(Stored items)
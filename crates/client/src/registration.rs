//! Registration: which controller version is live.
//!
//! A new version is installed beside the running one. If installation fails
//! the running version keeps serving; if it succeeds the new version is
//! activated and takes over, and the old one becomes redundant.

use std::sync::Arc;

use shellcache_core::{CacheStorage, Error};
use tokio::sync::RwLock;

use crate::controller::{FetchOutcome, OfflineController};
use crate::message;
use crate::network::Network;
use crate::request::InterceptedRequest;

pub struct Registration<N, S> {
    active: RwLock<Option<Arc<OfflineController<N, S>>>>,
    installing: RwLock<Option<Arc<OfflineController<N, S>>>>,
}

impl<N, S> Default for Registration<N, S> {
    fn default() -> Self {
        Self { active: RwLock::new(None), installing: RwLock::new(None) }
    }
}

impl<N, S> Registration<N, S>
where
    N: Network + 'static,
    S: CacheStorage + 'static,
{
    pub fn new() -> Self {
        Self::default()
    }

    /// The controller currently answering requests.
    pub async fn active(&self) -> Option<Arc<OfflineController<N, S>>> {
        self.active.read().await.clone()
    }

    /// Install and activate a new version.
    ///
    /// # Errors
    ///
    /// Returns the install error; the previously active version, if any,
    /// stays in place.
    pub async fn register(&self, controller: OfflineController<N, S>) -> Result<Arc<OfflineController<N, S>>, Error> {
        let controller = Arc::new(controller);
        *self.installing.write().await = Some(controller.clone());

        let installed = controller.install().await;
        *self.installing.write().await = None;

        if let Err(err) = installed {
            let kept = self.active().await.map(|c| c.version().to_string());
            tracing::warn!(version = %controller.version(), kept = ?kept, error = %err, "new version discarded");
            return Err(err);
        }

        controller.activate().await?;

        let previous = self.active.write().await.replace(controller.clone());
        if let Some(previous) = previous {
            tracing::info!(from = %previous.version(), to = %controller.version(), "controller superseded");
            previous.mark_redundant();
        }

        Ok(controller)
    }

    /// Make an already installed version active again after a restart.
    ///
    /// # Errors
    ///
    /// Returns `Error::NotActive` if the version was never installed.
    pub async fn restore(&self, controller: OfflineController<N, S>) -> Result<Arc<OfflineController<N, S>>, Error> {
        let controller = Arc::new(controller);
        controller.restore().await?;
        if let Some(previous) = self.active.write().await.replace(controller.clone()) {
            previous.mark_redundant();
        }
        Ok(controller)
    }

    /// Deliver a JSON control message posted by the application.
    ///
    /// Goes to the installing version if there is one, else the active one.
    pub async fn post_message(&self, json: &str) -> Result<(), Error> {
        let Some(msg) = message::parse(json)? else {
            return Ok(());
        };

        let target = match self.installing.read().await.clone() {
            Some(installing) => Some(installing),
            None => self.active().await,
        };

        match target {
            Some(controller) => controller.handle_message(msg),
            None => tracing::debug!(?msg, "no controller to receive message"),
        }
        Ok(())
    }

    /// Route a request to the active controller.
    pub async fn handle_fetch(&self, request: &InterceptedRequest) -> Result<FetchOutcome, Error> {
        match self.active().await {
            Some(controller) => controller.handle_fetch(request).await,
            None => Ok(FetchOutcome::Unhandled),
        }
    }
}
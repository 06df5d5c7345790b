//! Database connection management with pragma configuration.
//!
//! This module handles opening the SQLite database, applying required pragmas
//! for performance and concurrency (WAL mode), and running migrations.

use super::migrations;
use crate::Error;
use std::path::Path;
use tokio_rusqlite::Connection;

const PRAGMAS: &str = "PRAGMA journal_mode=WAL;
                       PRAGMA synchronous=NORMAL;
                       PRAGMA temp_store=MEMORY;
                       PRAGMA foreign_keys=ON;";

/// Cache storage handle.
///
/// Wraps a tokio-rusqlite Connection that runs database operations
/// on a background thread. Cloning shares the same connection.
#[derive(Clone, Debug)]
pub struct CacheDb {
    pub(crate) conn: Connection,
}

impl CacheDb {
    /// Open a database at the specified path.
    ///
    /// Creates the file if it doesn't exist, applies performance pragmas,
    /// and runs any pending migrations.
    pub async fn open(path: impl AsRef<Path>) -> Result<Self, Error> {
        let conn = Connection::open(path).await.map_err(|e| Error::Database(e.into()))?;
        Self::prepare(conn).await
    }

    /// Open an in-memory database for testing.
    pub async fn open_in_memory() -> Result<Self, Error> {
        let conn = Connection::open_in_memory()
            .await
            .map_err(|e| Error::Database(e.into()))?;
        Self::prepare(conn).await
    }

    async fn prepare(conn: Connection) -> Result<Self, Error> {
        conn.call(|conn| {
            conn.execute_batch(PRAGMAS)?;
            Ok(())
        })
        .await
        .map_err(Error::Database)?;

        migrations::run(&conn).await?;

        tracing::debug!("cache storage ready");
        Ok(Self { conn })
    }
}
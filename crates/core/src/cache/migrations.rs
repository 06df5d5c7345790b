//! Database schema migrations.
//!
//! Uses a simple version table approach to track applied migrations.
//! Each migration is a SQL batch that transforms the schema.

use std::num::ParseIntError;

use super::Error;
use tokio_rusqlite::{Connection, params};

/// Migration list: (version, SQL).
///
/// Migrations must be applied in order. All migrations are idempotent
/// using CREATE IF NOT EXISTS.
const MIGRATIONS: &[(&str, &str)] = &[
    ("1", include_str!("../../migrations/001_generations.sql")),
    ("2", include_str!("../../migrations/002_entries.sql")),
];

/// Run any pending migrations.
///
/// # Errors
///
/// Returns an error if a migration SQL fails to execute.
pub async fn run(conn: &Connection) -> Result<(), Error> {
    conn.call(|conn| -> Result<(), Error> {
        conn.execute(
            "CREATE TABLE IF NOT EXISTS _migrations (
                version INTEGER PRIMARY KEY,
                applied_at TEXT NOT NULL
            )",
            [],
        )
        .map_err(Error::from)?;

        let current: i64 = conn
            .query_row("SELECT COALESCE(MAX(version), 0) FROM _migrations", [], |row| {
                row.get(0)
            })
            .map_err(Error::from)?;

        for (version, sql) in MIGRATIONS {
            let version_num: i64 = version
                .parse()
                .map_err(|e: ParseIntError| Error::MigrationFailed(e.to_string()))?;
            if version_num > current {
                conn.execute_batch(sql)
                    .map_err(|e| Error::MigrationFailed(format!("version {version_num}: {e}")))?;
                conn.execute(
                    "INSERT INTO _migrations (version, applied_at) VALUES (?1, ?2)",
                    params![version_num, chrono::Utc::now().to_rfc3339()],
                )
                .map_err(Error::from)?;
                tracing::debug!(version = version_num, "applied cache migration");
            }
        }

        Ok(())
    })
    .await
    .map_err(Error::from)
}
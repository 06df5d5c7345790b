//! shellcache command-line entry point.
//!
//! Drives the offline cache controller against the configured origin and
//! cache storage. Logging goes to stderr so stdout stays parseable.

use anyhow::Result;
use clap::{Parser, Subcommand};
use tracing_subscriber::EnvFilter;

mod commands;

#[derive(Parser, Debug)]
#[command(name = "shellcache")]
#[command(about = "Offline app shell cache for the clinic video recorder")]
#[command(version)]
struct Cli {
    #[command(subcommand)]
    command: Command,
}

#[derive(Subcommand, Debug)]
enum Command {
    /// Install and activate a controller version, seeding the app shell
    Install {
        /// Version tag (default: configured or derived from the manifest)
        #[arg(long)]
        tag: Option<String>,
    },

    /// Route one request through the active controller and print the answer
    Fetch {
        /// Path or absolute URL to request
        target: String,

        /// Treat the request as a top-level navigation
        #[arg(long)]
        navigate: bool,

        /// Request destination (script, style, image, font, video, ...)
        #[arg(long)]
        destination: Option<String>,

        /// Byte range, e.g. "bytes=1000-2000"
        #[arg(long)]
        range: Option<String>,

        /// HTTP method
        #[arg(long, default_value = "GET")]
        method: String,

        /// Write the response body to stdout
        #[arg(long)]
        body: bool,
    },

    /// List cache generations and their entry counts
    Generations,
}

#[tokio::main]
async fn main() -> Result<()> {
    tracing_subscriber::fmt()
        .with_env_filter(EnvFilter::from_default_env())
        .with_writer(std::io::stderr)
        .json()
        .init();

    let cli = Cli::parse();
    let config = shellcache_core::AppConfig::load()?;
    tracing::debug!(origin = %config.origin, db = %config.db_path.display(), "configuration loaded");

    match cli.command {
        Command::Install { tag } => commands::install(&config, tag).await,
        Command::Fetch { target, navigate, destination, range, method, body } => {
            let options = commands::FetchOptions { target, navigate, destination, range, method, body };
            commands::fetch(&config, options).await
        }
        Command::Generations => commands::generations(&config).await,
    }
}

Exercise details =>
Exactly the lines from the one that holds "let config = shellcache_core::AppConfig::load()?;" through the final line of the records above should be written out, and only those.

Output =>
    let config = shellcache_core::AppConfig::load()?;
    tracing::debug!(origin = %config.origin, db = %config.db_path.display(), "configuration loaded");

    match cli.command {
        Command::Install { tag } => commands::install(&config, tag).await,
        Command::Fetch { target, navigate, destination, range, method, body } => {
            let options = commands::FetchOptions { target, navigate, destination, range, method, body };
            commands::fetch(&config, options).await
        }
        Command::Generations => commands::generations(&config).await,
    }
}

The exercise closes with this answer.